Vulnerabilities > CVE-2007-3800 - Local Privilege Escalation vulnerability in Symantec Client Security and Norton Antivirus

#
# (C) Tenable Network Security, Inc.
#


include("compat.inc");

if(description)
{
  script_id(25734);
  script_version("1.15");

  script_cve_id("CVE-2007-3800");
  script_bugtraq_id(24810);

  script_name(english:"Symantec SAVCE RTVScan Component Local Privilege Escalation (SYM07-017)");

 script_set_attribute(attribute:"synopsis", value:
"The remote host contains a program that is affected by a local
privilege escalation vulnerability." );
 script_set_attribute(attribute:"description", value:
"The remote installation of Symantec Antivirus Corporate Edition
(SAVCE) or Symantec Client Security contains a flaw in the Real-Time
scanner (RTVScan) component because it fails to drop its privileges
with in a threat notification window.  A local attacker may be able to
leverage this flaw to elevate his privileges to SYSTEM level and gain
complete control of the affected system. 

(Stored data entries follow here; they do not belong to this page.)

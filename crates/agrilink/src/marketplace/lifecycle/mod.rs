//! The booking/application lifecycle engine.
//!
//! Both request kinds share one state machine: PENDING at creation, then a
//! single owner decision moves the record to ACCEPTED or REJECTED, which are
//! terminal. The owner of a request lives on a different entity (the
//! listing's seller, the job's farmer), so authorization resolves through
//! the [`repository::ResourceDirectory`] seam rather than trusting fields on
//! the request itself.

pub mod domain;
pub mod repository;
pub mod router;
pub mod service;

#[cfg(test)]
mod tests;

pub use domain::{
    ApplicationDraft, ApplicationId, ApplicationRequest, BookingDraft, BookingId, BookingRequest,
    DecisionOutcome, EquipmentBooking, JobApplication, OwnerApplicationView, OwnerBookingView,
    RequestStatus, RequesterApplicationView, RequesterBookingView,
};
pub use repository::{
    ApplicationRepository, BookingRepository, EquipmentSummary, JobSummary, ResourceDirectory,
    TransitionError, UserContact,
};
pub use router::{lifecycle_router, LifecycleRouterState};
pub use service::{LifecycleError, LifecycleService};
use chrono::{DateTime, Utc};
use serde::{Deserialize, Serialize};

/// Identifier wrapper for registered users.
#[derive(Debug, Clone, Copy, PartialEq, Eq, Hash, PartialOrd, Ord, Serialize, Deserialize)]
pub struct UserId(pub u64);

impl std::fmt::Display for UserId {
    fn fmt(&self, f: &mut std::fmt::Formatter<'_>) -> std::fmt::Result {
        write!(f, "{}", self.0)
    }
}

/// The three marketplace roles. Asserted at registration, immutable after.
#[derive(Debug, Clone, Copy, PartialEq, Eq, Serialize, Deserialize)]
#[serde(rename_all = "SCREAMING_SNAKE_CASE")]
pub enum UserRole {
    Farmer,
    Seller,
    Labourer,
}

impl UserRole {
    pub const fn label(self) -> &'static str {
        match self {
            UserRole::Farmer => "FARMER",
            UserRole::Seller => "SELLER",
            UserRole::Labourer => "LABOURER",
        }
    }
}

/// Stored user record. The credential is kept as an argon2 hash and the
/// record itself is never serialized outward; responses use [`UserView`].
#[derive(Debug, Clone)]
pub struct User {
    pub id: UserId,
    pub name: String,
    pub email: String,
    pub password_hash: String,
    pub role: UserRole,
    pub created_at: DateTime<Utc>,
}

impl User {
    pub fn view(&self) -> UserView {
        UserView {
            id: self.id,
            name: self.name.clone(),
            email: self.email.clone(),
            role: self.role,
        }
    }
}

/// Outward projection of a user, with the credential stripped.
#[derive(Debug, Clone, PartialEq, Eq, Serialize, Deserialize)]
pub struct UserView {
    pub id: UserId,
    pub name: String,
    pub email: String,
    pub role: UserRole,
}

/// Registration payload.
#[derive(Debug, Clone, Deserialize)]
pub struct NewUser {
    pub name: String,
    pub email: String,
    pub password: String,
    pub role: UserRole,
}

/// Opaque session token handed to the client after login.
#[derive(Debug, Clone, PartialEq, Eq, Hash, Serialize, Deserialize)]
pub struct SessionToken(pub String);

impl SessionToken {
    pub(crate) fn generate() -> Self {
        Self(uuid::Uuid::new_v4().to_string())
    }
}

/// Server-side binding between a token and a user id.
#[derive(Debug, Clone)]
pub struct Session {
    pub token: SessionToken,
    pub user_id: UserId,
    pub created_at: DateTime<Utc>,
}

/// The resolved identity an operation runs as. Every core call takes this
/// explicitly; there is no ambient current-user state.
#[derive(Debug, Clone, Copy, PartialEq, Eq)]
pub struct Actor {
    pub id: UserId,
    pub role: UserRole,
}
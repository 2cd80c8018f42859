use chrono::{DateTime, Utc};
use serde::{Deserialize, Serialize};

use crate::marketplace::identity::UserId;
use crate::marketplace::listings::{EquipmentId, JobId};

/// Identifier wrapper for equipment bookings.
#[derive(Debug, Clone, Copy, PartialEq, Eq, Hash, PartialOrd, Ord, Serialize, Deserialize)]
pub struct BookingId(pub u64);

impl std::fmt::Display for BookingId {
    fn fmt(&self, f: &mut std::fmt::Formatter<'_>) -> std::fmt::Result {
        write!(f, "{}", self.0)
    }
}

/// Identifier wrapper for job applications.
#[derive(Debug, Clone, Copy, PartialEq, Eq, Hash, PartialOrd, Ord, Serialize, Deserialize)]
pub struct ApplicationId(pub u64);

impl std::fmt::Display for ApplicationId {
    fn fmt(&self, f: &mut std::fmt::Formatter<'_>) -> std::fmt::Result {
        write!(f, "{}", self.0)
    }
}

/// Request state. PENDING is the only state a decision can leave.
#[derive(Debug, Clone, Copy, PartialEq, Eq, Serialize, Deserialize)]
#[serde(rename_all = "SCREAMING_SNAKE_CASE")]
pub enum RequestStatus {
    Pending,
    Accepted,
    Rejected,
}

impl RequestStatus {
    pub const fn label(self) -> &'static str {
        match self {
            RequestStatus::Pending => "PENDING",
            RequestStatus::Accepted => "ACCEPTED",
            RequestStatus::Rejected => "REJECTED",
        }
    }

    pub const fn is_terminal(self) -> bool {
        matches!(self, RequestStatus::Accepted | RequestStatus::Rejected)
    }
}

/// The owner's verdict on a pending request.
#[derive(Debug, Clone, Copy, PartialEq, Eq, Serialize, Deserialize)]
#[serde(rename_all = "SCREAMING_SNAKE_CASE")]
pub enum DecisionOutcome {
    Accepted,
    Rejected,
}

impl DecisionOutcome {
    pub const fn as_status(self) -> RequestStatus {
        match self {
            DecisionOutcome::Accepted => RequestStatus::Accepted,
            DecisionOutcome::Rejected => RequestStatus::Rejected,
        }
    }
}

/// A farmer's request for an equipment slot. The seller id is resolved from
/// the listing's owner at creation time.
#[derive(Debug, Clone, Serialize)]
pub struct EquipmentBooking {
    pub id: BookingId,
    pub equipment_id: EquipmentId,
    pub farmer_id: UserId,
    pub seller_id: UserId,
    pub slot: String,
    pub price: f64,
    pub status: RequestStatus,
    pub created_at: DateTime<Utc>,
}

/// Insert payload; the store assigns the id.
#[derive(Debug, Clone)]
pub struct BookingDraft {
    pub equipment_id: EquipmentId,
    pub farmer_id: UserId,
    pub seller_id: UserId,
    pub slot: String,
    pub price: f64,
    pub status: RequestStatus,
    pub created_at: DateTime<Utc>,
}

/// Client payload for requesting a booking.
#[derive(Debug, Clone, Deserialize)]
pub struct BookingRequest {
    pub equipment_id: EquipmentId,
    pub slot: String,
    pub price: f64,
}

/// A labourer's application to an open job. The job's farmer is not
/// denormalized here; authorization resolves it through the job record.
#[derive(Debug, Clone, Serialize)]
pub struct JobApplication {
    pub id: ApplicationId,
    pub job_id: JobId,
    pub labourer_id: UserId,
    pub status: RequestStatus,
    pub message: String,
    pub created_at: DateTime<Utc>,
}

/// Insert payload; the store assigns the id.
#[derive(Debug, Clone)]
pub struct ApplicationDraft {
    pub job_id: JobId,
    pub labourer_id: UserId,
    pub status: RequestStatus,
    pub message: String,
    pub created_at: DateTime<Utc>,
}

/// Client payload for applying to a job.
#[derive(Debug, Clone, Deserialize)]
pub struct ApplicationRequest {
    pub job_id: JobId,
    #[serde(default)]
    pub message: String,
}

/// Seller-facing booking queue entry, joined with the listing and the
/// requesting farmer. Join fields fall back to empty strings when the
/// counterpart record has been deleted.
#[derive(Debug, Clone, Serialize)]
pub struct OwnerBookingView {
    pub id: BookingId,
    pub equipment_id: EquipmentId,
    pub equipment_name: String,
    pub farmer_id: UserId,
    pub farmer_name: String,
    pub farmer_email: String,
    pub slot: String,
    pub price: f64,
    pub status: RequestStatus,
    pub created_at: DateTime<Utc>,
}

/// Farmer-facing view of their own booking requests.
#[derive(Debug, Clone, Serialize)]
pub struct RequesterBookingView {
    pub id: BookingId,
    pub equipment_id: EquipmentId,
    pub equipment_name: String,
    pub seller_id: UserId,
    pub slot: String,
    pub price: f64,
    pub status: RequestStatus,
    pub created_at: DateTime<Utc>,
}

/// Farmer-facing application queue entry, joined with the job and the
/// applying labourer.
#[derive(Debug, Clone, Serialize)]
pub struct OwnerApplicationView {
    pub id: ApplicationId,
    pub job_id: JobId,
    pub job_title: String,
    pub labourer_id: UserId,
    pub labourer_name: String,
    pub labourer_email: String,
    pub message: String,
    pub status: RequestStatus,
    pub created_at: DateTime<Utc>,
}

/// Labourer-facing view of their own applications, joined with job terms.
#[derive(Debug, Clone, Serialize)]
pub struct RequesterApplicationView {
    pub id: ApplicationId,
    pub job_id: JobId,
    pub job_title: String,
    pub wage: f64,
    pub skill_required: String,
    pub location: String,
    pub message: String,
    pub status: RequestStatus,
    pub created_at: DateTime<Utc>,
}
use chrono::{DateTime, Utc};

use super::domain::{Session, SessionToken, User, UserId, UserRole};
use crate::marketplace::store::RepositoryError;

/// Insert payload; the store assigns the id.
#[derive(Debug, Clone)]
pub struct NewUserRecord {
    pub name: String,
    pub email: String,
    pub password_hash: String,
    pub role: UserRole,
    pub created_at: DateTime<Utc>,
}

/// Storage abstraction for user records.
///
/// `insert` enforces case-insensitive email uniqueness atomically and
/// reports a collision as [`RepositoryError::Conflict`].
pub trait UserRepository: Send + Sync {
    fn insert(&self, record: NewUserRecord) -> Result<User, RepositoryError>;
    fn fetch(&self, id: UserId) -> Result<Option<User>, RepositoryError>;
    fn find_by_email(&self, email: &str) -> Result<Option<User>, RepositoryError>;
}

/// Server-side session bindings, keyed by the opaque token.
pub trait SessionStore: Send + Sync {
    fn insert(&self, session: Session) -> Result<(), RepositoryError>;
    fn resolve(&self, token: &SessionToken) -> Result<Option<Session>, RepositoryError>;
    /// Removing an unknown token is a no-op, not an error.
    fn remove(&self, token: &SessionToken) -> Result<(), RepositoryError>;
}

Note that successful exploitation requires that the Notification
Message window be enabled." );
 script_set_attribute(attribute:"see_also", value:"https://support.symantec.com/en_US/article.SYMSA1127.html" );
 script_set_attribute(attribute:"solution", value:
"SAVCE product branch 9.0 should be be upgraded to 9.0.6.1100 or
better.  SAVCE product branch 10.0 & 10.1 should be upgraded to
10.1.4.4010 or better." );
  script_set_cvss_base_vector("CVSS2#AV:L/AC:H/Au:S/C:C/I:C/A:C");
  script_set_cvss_temporal_vector("CVSS2#E:U/RL:OF/RC:C");
  script_set_attribute(attribute:"exploitability_ease", value:"No known exploits are available");
  script_set_attribute(attribute:"exploit_available", value:"false");
 script_set_attribute(attribute:"plugin_publication_date", value: "2007/07/19");
 script_set_attribute(attribute:"vuln_publication_date", value: "2007/07/12");
 script_cvs_date("Date: 2018/11/15 20:50:28");
script_set_attribute(attribute:"plugin_type", value:"local");
script_end_attributes();

  script_summary(english:"Checks if version of SAVCE");
  script_category(ACT_GATHER_INFO);
  script_copyright(english:"This script is Copyright (C) 2007-2018 Tenable Network Security, Inc.");
  script_family(english:"Windows");
  script_dependencies("savce_installed.nasl");
  script_require_keys("Antivirus/SAVCE/version");
  exit(0);
}

#

prod_ver = get_kb_item("Antivirus/SAVCE/version");
if(!prod_ver) exit(0);

ver = split(prod_ver, sep:'.', keep:FALSE);
for (i=0; i<max_index(ver); i++)
  ver[i] = int(ver[i]);

if 	(ver[0] == 9)  latest_prod_ver = "9.0.6.1100";
else if (ver[0] == 10) latest_prod_ver = "10.1.4.4010";
else exit(0);

fix = split(latest_prod_ver, sep:'.', keep:FALSE);
for (i=0; i<max_index(fix); i++)
  fix[i] = int(fix[i]);

for (i=0; i<max_index(ver); i++)
  if (!isnull(fix[i]) && ver[i] < fix[i])
  {
    report = string(
      '\n',
      "Remote product version : ", prod_ver, "\n"
    );
    security_warning(port:get_kb_item("SMB/transport"), extra:report);
    exit(0);
  }
  else if (isnull(fix[i]) || ver[i] > fix[i])
    break;